*** Material for the task Section Begins ***

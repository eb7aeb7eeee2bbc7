//! Typed schema descriptors for the Config-Registry (spec §3 "Schema").
//!
//! A [`Schema`] is a polymorphic descriptor over the value kinds the
//! registry understands: duration, signed integer, and unsigned integer.
//! Duration and unsigned-integer bounds follow the spec's unbounded
//! convention — a bound of zero means "unbounded on that side" — since
//! both types have a natural zero floor; signed-integer bounds are taken
//! literally, since zero is an ordinary value for a signed range.

use std::fmt;
use std::time::Duration;

use thiserror::Error;

#[derive(Debug, Error, Clone, PartialEq, Eq)]
pub enum SchemaError {
    #[error("cannot parse {value:?} as {expected}{}", cause.as_ref().map(|c| format!(": {c}")).unwrap_or_default())]
    Parse { value: String, expected: String, cause: Option<String> },

    #[error("type mismatch: expected {expected}, got {got}")]
    Type { expected: String, got: String },

    #[error("value {value} out of range [{min}, {max}]")]
    Range { value: String, min: String, max: String },
}

/// A value that has passed a schema's `parse_and_validate`.
#[derive(Debug, Clone, Copy, PartialEq, Eq)]
pub enum TypedValue {
    Duration(Duration),
    Integer(i64),
    UnsignedInteger(u64),
}

impl TypedValue {
    pub fn as_duration(&self) -> Option<Duration> {
        match self {
            TypedValue::Duration(d) => Some(*d),
            _ => None,
        }
    }

    pub fn as_i64(&self) -> Option<i64> {
        match self {
            TypedValue::Integer(i) => Some(*i),
            _ => None,
        }
    }

    pub fn as_u64(&self) -> Option<u64> {
        match self {
            TypedValue::UnsignedInteger(u) => Some(*u),
            _ => None,
        }
    }

    /// Renders the value the way the persister writes it back to TOML:
    /// durations as their canonical string form, integers natively.
    pub fn to_wire_string(&self) -> String {
        match self {
            TypedValue::Duration(d) => piri_duration::format_canonical(*d),
            TypedValue::Integer(i) => i.to_string(),
            TypedValue::UnsignedInteger(u) => u.to_string(),
        }
    }
}

/// A polymorphic schema descriptor. `min`/`max` of `0` on a `Duration` or
/// `UnsignedInteger` bound means "unbounded on that side" (spec §3).
#[derive(Debug, Clone, Copy, PartialEq, Eq)]
pub enum Schema {
    Duration { min: Duration, max: Duration },
    Integer { min: i64, max: i64 },
    UnsignedInteger { min: u64, max: u64 },
}

impl Schema {
    pub fn duration(min: Duration, max: Duration) -> Self {
        Schema::Duration { min, max }
    }

    pub fn integer(min: i64, max: i64) -> Self {
        Schema::Integer { min, max }
    }

    pub fn unsigned_integer(min: u64, max: u64) -> Self {
        Schema::UnsignedInteger { min, max }
    }

    /// A human-readable description of the type and its bounds, e.g.
    /// `"duration [1s..1h]"`, `"uint [0..10]"`, `"int [-5..5]"`.
    pub fn type_description(&self) -> String {
        match self {
            Schema::Duration { min, max } => format!(
                "duration [{}..{}]",
                if min.is_zero() { "0s".to_string() } else { piri_duration::format_canonical(*min) },
                if max.is_zero() { "unbounded".to_string() } else { piri_duration::format_canonical(*max) },
            ),
            Schema::Integer { min, max } => format!("int [{}..{}]", min, max),
            Schema::UnsignedInteger { min, max } => format!(
                "uint [{}..{}]",
                min,
                if *max == 0 { "unbounded".to_string() } else { max.to_string() },
            ),
        }
    }

    /// Parses `raw` according to this schema's type, then validates it
    /// falls within the configured bounds.
    pub fn parse_and_validate(&self, raw: &str) -> Result<TypedValue, SchemaError> {
        match self {
            Schema::Duration { min, max } => {
                let parsed = piri_duration::parse(raw).map_err(|e| SchemaError::Parse {
                    value: raw.to_string(),
                    expected: "duration".to_string(),
                    cause: Some(e.to_string()),
                })?;
                let lower = *min;
                let upper = if max.is_zero() { Duration::MAX } else { *max };
                if parsed < lower || parsed > upper {
                    return Err(SchemaError::Range {
                        value: piri_duration::format_canonical(parsed),
                        min: piri_duration::format_canonical(lower),
                        max: self.type_description(),
                    });
                }
                Ok(TypedValue::Duration(parsed))
            }
            Schema::Integer { min, max } => {
                let parsed = raw.trim().parse::<i64>().map_err(|e| SchemaError::Parse {
                    value: raw.to_string(),
                    expected: "int".to_string(),
                    cause: Some(e.to_string()),
                })?;
                if parsed < *min || parsed > *max {
                    return Err(SchemaError::Range {
                        value: parsed.to_string(),
                        min: min.to_string(),
                        max: max.to_string(),
                    });
                }
                Ok(TypedValue::Integer(parsed))
            }
            Schema::UnsignedInteger { min, max } => {
                let parsed = raw.trim().parse::<u64>().map_err(|e| SchemaError::Parse {
                    value: raw.to_string(),
                    expected: "uint".to_string(),
                    cause: Some(e.to_string()),
                })?;
                let upper = if *max == 0 { u64::MAX } else { *max };
                if parsed < *min || parsed > upper {
                    return Err(SchemaError::Range {
                        value: parsed.to_string(),
                        min: min.to_string(),
                        max: self.type_description(),
                    });
                }
                Ok(TypedValue::UnsignedInteger(parsed))
            }
        }
    }
}

impl fmt::Display for Schema {
    fn fmt(&self, f: &mut fmt::Formatter<'_>) -> fmt::Result {
        write!(f, "{}", self.type_description())
    }
}

#[cfg(test)]
mod tests {
    use super::*;

    #[test]
    fn duration_schema_parses_within_bounds() {
        let schema = Schema::duration(Duration::from_secs(1), Duration::from_secs(3600));
        let value = schema.parse_and_validate("5m").unwrap();
        assert_eq!(value.as_duration(), Some(Duration::from_secs(300)));
    }

    #[test]
    fn duration_schema_rejects_out_of_range() {
        let schema = Schema::duration(Duration::from_secs(1), Duration::from_secs(3600));
        let err = schema.parse_and_validate("2h").unwrap_err();
        assert!(matches!(err, SchemaError::Range { .. }));
    }

    #[test]
    fn duration_schema_zero_max_is_unbounded() {
        let schema = Schema::duration(Duration::from_secs(1), Duration::ZERO);
        assert!(schema.parse_and_validate("1000h").is_ok());
    }

    #[test]
    fn duration_schema_rejects_garbage() {
        let schema = Schema::duration(Duration::ZERO, Duration::ZERO);
        assert!(matches!(
            schema.parse_and_validate("not-a-duration"),
            Err(SchemaError::Parse { .. })
        ));
    }

    #[test]
    fn uint_schema_parses_within_bounds() {
        let schema = Schema::unsigned_integer(0, 10);
        let value = schema.parse_and_validate("5").unwrap();
        assert_eq!(value.as_u64(), Some(5));
    }

    #[test]
    fn uint_schema_rejects_out_of_range() {
        let schema = Schema::unsigned_integer(0, 10);
        assert!(matches!(
            schema.parse_and_validate("99"),
            Err(SchemaError::Range { .. })
        ));
    }

    #[test]
    fn uint_schema_rejects_negative() {
        let schema = Schema::unsigned_integer(0, 10);
        assert!(matches!(
            schema.parse_and_validate("-1"),
            Err(SchemaError::Parse { .. })
        ));
    }

    #[test]
    fn uint_schema_zero_max_is_unbounded() {
        let schema = Schema::unsigned_integer(0, 0);
        assert!(schema.parse_and_validate("9999999").is_ok());
    }

    #[test]
    fn int_schema_accepts_negative_within_bounds() {
        let schema = Schema::integer(-5, 5);
        let value = schema.parse_and_validate("-3").unwrap();
        assert_eq!(value.as_i64(), Some(-3));
    }

    #[test]
    fn int_schema_zero_bound_is_literal_not_unbounded() {
        let schema = Schema::integer(0, 5);
        assert!(matches!(
            schema.parse_and_validate("-1"),
            Err(SchemaError::Range { .. })
        ));
    }

    #[test]
    fn parse_and_validate_is_idempotent_on_its_own_output() {
        let schema = Schema::duration(Duration::from_secs(1), Duration::from_secs(3600));
        let first = schema.parse_and_validate("5m").unwrap();
        let canonical = first.to_wire_string();
        let second = schema.parse_and_validate(&canonical).unwrap();
        assert_eq!(first, second);
    }

    #[test]
    fn type_description_formats() {
        assert_eq!(
            Schema::duration(Duration::from_secs(1), Duration::from_secs(3600)).type_description(),
            "duration [1s..1h0m0s]"
        );
        assert_eq!(Schema::unsigned_integer(0, 10).type_description(), "uint [0..10]");
        assert_eq!(Schema::integer(-5, 5).type_description(), "int [-5..5]");
    }

    #[cfg(test)]
    mod proptests {
        use super::*;
        use proptest::prelude::*;

        proptest! {
            #[test]
            fn uint_in_range_always_parses(v in 0u64..1000) {
                let schema = Schema::unsigned_integer(0, 1000);
                prop_assert!(schema.parse_and_validate(&v.to_string()).is_ok());
            }

            #[test]
            fn uint_out_of_range_always_rejected(v in 1001u64..u64::MAX) {
                let schema = Schema::unsigned_integer(0, 1000);
                prop_assert!(schema.parse_and_validate(&v.to_string()).is_err());
            }
        }
    }
}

*** Material for the task Section Ends ***

Task statement
Give back exactly the material above from its opening line to the line bearing "pub fn as_duration(&self)".

Task output
repository eb7aeb7eeee2bbc7
//! Typed schema descriptors for the Config-Registry (spec §3 "Schema").
//!
//! A [`Schema`] is a polymorphic descriptor over the value kinds the
//! registry understands: duration, signed integer, and unsigned integer.
//! Duration and unsigned-integer bounds follow the spec's unbounded
//! convention — a bound of zero means "unbounded on that side" — since
//! both types have a natural zero floor; signed-integer bounds are taken
//! literally, since zero is an ordinary value for a signed range.

use std::fmt;
use std::time::Duration;

use thiserror::Error;

#[derive(Debug, Error, Clone, PartialEq, Eq)]
pub enum SchemaError {
    #[error("cannot parse {value:?} as {expected}{}", cause.as_ref().map(|c| format!(": {c}")).unwrap_or_default())]
    Parse { value: String, expected: String, cause: Option<String> },

    #[error("type mismatch: expected {expected}, got {got}")]
    Type { expected: String, got: String },

    #[error("value {value} out of range [{min}, {max}]")]
    Range { value: String, min: String, max: String },
}

/// A value that has passed a schema's `parse_and_validate`.
#[derive(Debug, Clone, Copy, PartialEq, Eq)]
pub enum TypedValue {
    Duration(Duration),
    Integer(i64),
    UnsignedInteger(u64),
}

impl TypedValue {
    pub fn as_duration(&self) -> Option<Duration> {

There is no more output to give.